- **ASSIGNMENT**
Report every line of the data that includes "leading".

- **RECORD SET**
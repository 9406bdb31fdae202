use crate::input::{ArrayTestResult, Inverter, InverterTestResult, PvArray};

/// Commissioning test-record initialization. Both operations follow the
/// same merge rule: a record already present for an entity's id is kept
/// verbatim, a missing record is created blank, and the returned list
/// replaces the previous one wholesale, so there is exactly one record per
/// current entity with no orphans and no duplicates. Calling either
/// operation twice on an unchanged list is a no-op.

/// Build the array test-record list for the current arrays. New records are
/// pre-filled with expected Voc/Isc from the array's derived string values.
pub fn initialise_array_tests(
    arrays: &[PvArray],
    existing: &[ArrayTestResult],
) -> Vec<ArrayTestResult> {
    arrays
        .iter()
        .map(|array| {
            existing
                .iter()
                .find(|record| record.array_id == array.id)
                .cloned()
                .unwrap_or_else(|| ArrayTestResult {
                    array_id: array.id.clone(),
                    expected_voc: array.string_voltage_voc,
                    expected_isc: array.string_current_isc,
                    ..Default::default()
                })
        })
        .collect()
}

/// Build the inverter test-record list for the current inverters.
pub fn initialise_inverter_tests(
    inverters: &[Inverter],
    existing: &[InverterTestResult],
) -> Vec<InverterTestResult> {
    inverters
        .iter()
        .map(|inverter| {
            existing
                .iter()
                .find(|record| record.inverter_id == inverter.id)
                .cloned()
                .unwrap_or_else(|| InverterTestResult {
                    inverter_id: inverter.id.clone(),
                    ..Default::default()
                })
        })
        .collect()
}
use indexmap::IndexMap;
use serde::Serialize;
use std::sync::OnceLock;

/// Static mapping from postcode area to distribution network operator.
///
/// The table is an approximation of the GB licence areas by postcode area
/// plus BT for Northern Ireland. Licence boundaries do not follow postcode
/// boundaries exactly, so edge postcodes near a boundary may resolve to the
/// neighbouring operator; the form presents the result as a suggestion to
/// confirm against the operator's own postcode search.

/// One distribution network operator licence area.
#[derive(Clone, Copy, Debug, Eq, PartialEq, Serialize)]
pub struct DnoRecord {
    pub name: &'static str,
    pub region: &'static str,
}

const NGED: &str = "National Grid Electricity Distribution";
const NORTHERN_POWERGRID: &str = "Northern Powergrid";
const ENWL: &str = "Electricity North West";
const SP_ENERGY_NETWORKS: &str = "SP Energy Networks";
const SSEN: &str = "Scottish and Southern Electricity Networks";
const UKPN: &str = "UK Power Networks";
const NIE: &str = "NIE Networks";

#[rustfmt::skip]
const DNO_BY_POSTCODE_AREA: &[(&str, DnoRecord)] = &[
    // London
    ("E", DnoRecord { name: UKPN, region: "London" }),
    ("EC", DnoRecord { name: UKPN, region: "London" }),
    ("N", DnoRecord { name: UKPN, region: "London" }),
    ("NW", DnoRecord { name: UKPN, region: "London" }),
    ("SE", DnoRecord { name: UKPN, region: "London" }),
    ("SW", DnoRecord { name: UKPN, region: "London" }),
    ("W", DnoRecord { name: UKPN, region: "London" }),
    ("WC", DnoRecord { name: UKPN, region: "London" }),
    ("HA", DnoRecord { name: UKPN, region: "London" }),
    ("TW", DnoRecord { name: UKPN, region: "London" }),
    ("UB", DnoRecord { name: UKPN, region: "London" }),
    // South East England
    ("BN", DnoRecord { name: UKPN, region: "South East England" }),
    ("BR", DnoRecord { name: UKPN, region: "South East England" }),
    ("CR", DnoRecord { name: UKPN, region: "South East England" }),
    ("CT", DnoRecord { name: UKPN, region: "South East England" }),
    ("DA", DnoRecord { name: UKPN, region: "South East England" }),
    ("KT", DnoRecord { name: UKPN, region: "South East England" }),
    ("ME", DnoRecord { name: UKPN, region: "South East England" }),
    ("RH", DnoRecord { name: UKPN, region: "South East England" }),
    ("SM", DnoRecord { name: UKPN, region: "South East England" }),
    ("TN", DnoRecord { name: UKPN, region: "South East England" }),
    // East of England
    ("AL", DnoRecord { name: UKPN, region: "East of England" }),
    ("CB", DnoRecord { name: UKPN, region: "East of England" }),
    ("CM", DnoRecord { name: UKPN, region: "East of England" }),
    ("CO", DnoRecord { name: UKPN, region: "East of England" }),
    ("EN", DnoRecord { name: UKPN, region: "East of England" }),
    ("HP", DnoRecord { name: UKPN, region: "East of England" }),
    ("IG", DnoRecord { name: UKPN, region: "East of England" }),
    ("IP", DnoRecord { name: UKPN, region: "East of England" }),
    ("LU", DnoRecord { name: UKPN, region: "East of England" }),
    ("MK", DnoRecord { name: UKPN, region: "East of England" }),
    ("NR", DnoRecord { name: UKPN, region: "East of England" }),
    ("PE", DnoRecord { name: UKPN, region: "East of England" }),
    ("RM", DnoRecord { name: UKPN, region: "East of England" }),
    ("SG", DnoRecord { name: UKPN, region: "East of England" }),
    ("SS", DnoRecord { name: UKPN, region: "East of England" }),
    ("WD", DnoRecord { name: UKPN, region: "East of England" }),
    // East Midlands
    ("DE", DnoRecord { name: NGED, region: "East Midlands" }),
    ("LE", DnoRecord { name: NGED, region: "East Midlands" }),
    ("LN", DnoRecord { name: NGED, region: "East Midlands" }),
    ("NG", DnoRecord { name: NGED, region: "East Midlands" }),
    ("NN", DnoRecord { name: NGED, region: "East Midlands" }),
    // West Midlands
    ("B", DnoRecord { name: NGED, region: "West Midlands" }),
    ("CV", DnoRecord { name: NGED, region: "West Midlands" }),
    ("DY", DnoRecord { name: NGED, region: "West Midlands" }),
    ("HR", DnoRecord { name: NGED, region: "West Midlands" }),
    ("ST", DnoRecord { name: NGED, region: "West Midlands" }),
    ("TF", DnoRecord { name: NGED, region: "West Midlands" }),
    ("WR", DnoRecord { name: NGED, region: "West Midlands" }),
    ("WS", DnoRecord { name: NGED, region: "West Midlands" }),
    ("WV", DnoRecord { name: NGED, region: "West Midlands" }),
    // South West England
    ("BS", DnoRecord { name: NGED, region: "South West England" }),
    ("EX", DnoRecord { name: NGED, region: "South West England" }),
    ("GL", DnoRecord { name: NGED, region: "South West England" }),
    ("PL", DnoRecord { name: NGED, region: "South West England" }),
    ("TA", DnoRecord { name: NGED, region: "South West England" }),
    ("TQ", DnoRecord { name: NGED, region: "South West England" }),
    ("TR", DnoRecord { name: NGED, region: "South West England" }),
    // South Wales
    ("CF", DnoRecord { name: NGED, region: "South Wales" }),
    ("LD", DnoRecord { name: NGED, region: "South Wales" }),
    ("NP", DnoRecord { name: NGED, region: "South Wales" }),
    ("SA", DnoRecord { name: NGED, region: "South Wales" }),
    // Merseyside, Cheshire and North Wales
    ("CH", DnoRecord { name: SP_ENERGY_NETWORKS, region: "Merseyside, Cheshire and North Wales" }),
    ("CW", DnoRecord { name: SP_ENERGY_NETWORKS, region: "Merseyside, Cheshire and North Wales" }),
    ("L", DnoRecord { name: SP_ENERGY_NETWORKS, region: "Merseyside, Cheshire and North Wales" }),
    ("LL", DnoRecord { name: SP_ENERGY_NETWORKS, region: "Merseyside, Cheshire and North Wales" }),
    ("SY", DnoRecord { name: SP_ENERGY_NETWORKS, region: "Merseyside, Cheshire and North Wales" }),
    // North West England
    ("BB", DnoRecord { name: ENWL, region: "North West England" }),
    ("BL", DnoRecord { name: ENWL, region: "North West England" }),
    ("CA", DnoRecord { name: ENWL, region: "North West England" }),
    ("FY", DnoRecord { name: ENWL, region: "North West England" }),
    ("LA", DnoRecord { name: ENWL, region: "North West England" }),
    ("M", DnoRecord { name: ENWL, region: "North West England" }),
    ("OL", DnoRecord { name: ENWL, region: "North West England" }),
    ("PR", DnoRecord { name: ENWL, region: "North West England" }),
    ("SK", DnoRecord { name: ENWL, region: "North West England" }),
    ("WA", DnoRecord { name: ENWL, region: "North West England" }),
    ("WN", DnoRecord { name: ENWL, region: "North West England" }),
    // North East England
    ("DH", DnoRecord { name: NORTHERN_POWERGRID, region: "North East England" }),
    ("DL", DnoRecord { name: NORTHERN_POWERGRID, region: "North East England" }),
    ("NE", DnoRecord { name: NORTHERN_POWERGRID, region: "North East England" }),
    ("SR", DnoRecord { name: NORTHERN_POWERGRID, region: "North East England" }),
    ("TS", DnoRecord { name: NORTHERN_POWERGRID, region: "North East England" }),
    // Yorkshire
    ("BD", DnoRecord { name: NORTHERN_POWERGRID, region: "Yorkshire" }),
    ("DN", DnoRecord { name: NORTHERN_POWERGRID, region: "Yorkshire" }),
    ("HD", DnoRecord { name: NORTHERN_POWERGRID, region: "Yorkshire" }),
    ("HG", DnoRecord { name: NORTHERN_POWERGRID, region: "Yorkshire" }),
    ("HU", DnoRecord { name: NORTHERN_POWERGRID, region: "Yorkshire" }),
    ("HX", DnoRecord { name: NORTHERN_POWERGRID, region: "Yorkshire" }),
    ("LS", DnoRecord { name: NORTHERN_POWERGRID, region: "Yorkshire" }),
    ("S", DnoRecord { name: NORTHERN_POWERGRID, region: "Yorkshire" }),
    ("WF", DnoRecord { name: NORTHERN_POWERGRID, region: "Yorkshire" }),
    ("YO", DnoRecord { name: NORTHERN_POWERGRID, region: "Yorkshire" }),
    // Northern Scotland
    ("AB", DnoRecord { name: SSEN, region: "Northern Scotland" }),
    ("DD", DnoRecord { name: SSEN, region: "Northern Scotland" }),
    ("HS", DnoRecord { name: SSEN, region: "Northern Scotland" }),
    ("IV", DnoRecord { name: SSEN, region: "Northern Scotland" }),
    ("KW", DnoRecord { name: SSEN, region: "Northern Scotland" }),
    ("PH", DnoRecord { name: SSEN, region: "Northern Scotland" }),
    ("ZE", DnoRecord { name: SSEN, region: "Northern Scotland" }),
    // Central and Southern Scotland
    ("DG", DnoRecord { name: SP_ENERGY_NETWORKS, region: "Central and Southern Scotland" }),
    ("EH", DnoRecord { name: SP_ENERGY_NETWORKS, region: "Central and Southern Scotland" }),
    ("FK", DnoRecord { name: SP_ENERGY_NETWORKS, region: "Central and Southern Scotland" }),
    ("G", DnoRecord { name: SP_ENERGY_NETWORKS, region: "Central and Southern Scotland" }),
    ("KA", DnoRecord { name: SP_ENERGY_NETWORKS, region: "Central and Southern Scotland" }),
    ("KY", DnoRecord { name: SP_ENERGY_NETWORKS, region: "Central and Southern Scotland" }),
    ("ML", DnoRecord { name: SP_ENERGY_NETWORKS, region: "Central and Southern Scotland" }),
    ("PA", DnoRecord { name: SP_ENERGY_NETWORKS, region: "Central and Southern Scotland" }),
    ("TD", DnoRecord { name: SP_ENERGY_NETWORKS, region: "Central and Southern Scotland" }),
    // Central Southern England
    ("BH", DnoRecord { name: SSEN, region: "Central Southern England" }),
    ("DT", DnoRecord { name: SSEN, region: "Central Southern England" }),
    ("GU", DnoRecord { name: SSEN, region: "Central Southern England" }),
    ("OX", DnoRecord { name: SSEN, region: "Central Southern England" }),
    ("PO", DnoRecord { name: SSEN, region: "Central Southern England" }),
    ("RG", DnoRecord { name: SSEN, region: "Central Southern England" }),
    ("SL", DnoRecord { name: SSEN, region: "Central Southern England" }),
    ("SN", DnoRecord { name: SSEN, region: "Central Southern England" }),
    ("SO", DnoRecord { name: SSEN, region: "Central Southern England" }),
    ("SP", DnoRecord { name: SSEN, region: "Central Southern England" }),
    // Northern Ireland
    ("BT", DnoRecord { name: NIE, region: "Northern Ireland" }),
];

fn dno_table() -> &'static IndexMap<&'static str, DnoRecord> {
    static TABLE: OnceLock<IndexMap<&'static str, DnoRecord>> = OnceLock::new();
    TABLE.get_or_init(|| DNO_BY_POSTCODE_AREA.iter().copied().collect())
}

/// Resolve the distribution network operator for a free-text postcode.
///
/// The leading alphabetic run of the trimmed, upper-cased postcode is looked
/// up in full; if absent, the first letter alone is tried so that a
/// multi-letter area missing from the table still resolves to the nearest
/// licence area sharing its leading letter. Exact entries always win over
/// the single-letter fallback. Unknown prefixes return None.
pub fn resolve_dno(postcode: &str) -> Option<&'static DnoRecord> {
    let trimmed = postcode.trim().to_uppercase();
    let prefix: String = trimmed
        .chars()
        .take_while(char::is_ascii_alphabetic)
        .collect();
    if prefix.is_empty() {
        return None;
    }
    let table = dno_table();
    table
        .get(prefix.as_str())
        .or_else(|| table.get(&prefix[..1]))
}

#[cfg(test)]
mod tests {
    use super::*;
    use pretty_assertions::assert_eq;
    use rstest::*;

    #[rstest]
    #[case("BN1 1AA", UKPN, "South East England")]
    #[case("B1 1AA", NGED, "West Midlands")]
    #[case("M60 1QD", ENWL, "North West England")]
    #[case("EH1 1YZ", SP_ENERGY_NETWORKS, "Central and Southern Scotland")]
    #[case("IV2 3BL", SSEN, "Northern Scotland")]
    #[case("BT1 5GS", NIE, "Northern Ireland")]
    #[case("EX4 4QJ", NGED, "South West England")]
    fn should_resolve_known_postcode_areas(
        #[case] postcode: &str,
        #[case] name: &str,
        #[case] region: &str,
    ) {
        let record = resolve_dno(postcode).unwrap();
        assert_eq!(record.name, name);
        assert_eq!(record.region, region);
    }

    #[rstest]
    fn should_normalise_case_and_surrounding_whitespace() {
        assert_eq!(resolve_dno("  sw1a 1aa "), resolve_dno("SW1A 1AA"));
        assert!(resolve_dno("sw1a 1aa").is_some());
    }

    #[rstest]
    fn should_fall_back_to_single_letter_for_unknown_multi_letter_area() {
        // "EB" is not a postcode area; its first letter resolves to London
        let record = resolve_dno("EB1 2CD").unwrap();
        assert_eq!(record.region, "London");
    }

    #[rstest]
    fn should_return_none_when_neither_tier_matches() {
        assert_eq!(resolve_dno("ZZ1 1AA"), None);
        assert_eq!(resolve_dno("123"), None);
        assert_eq!(resolve_dno(""), None);
    }

    #[rstest]
    fn should_be_a_pure_function_of_its_input() {
        assert_eq!(resolve_dno("YO1 7HH"), resolve_dno("YO1 7HH"));
    }

    #[rstest]
    fn should_prefer_exact_area_over_single_letter_fallback() {
        // SA is South Wales even though S alone is Yorkshire
        assert_eq!(resolve_dno("SA1 1AA").unwrap().region, "South Wales");
        assert_eq!(resolve_dno("S1 1AA").unwrap().region, "Yorkshire");
    }
}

- **OUTPUT BELOW**
/// The leading alphabetic run of the trimmed, upper-cased postcode is looked
/// licence area sharing its leading letter. Exact entries always win over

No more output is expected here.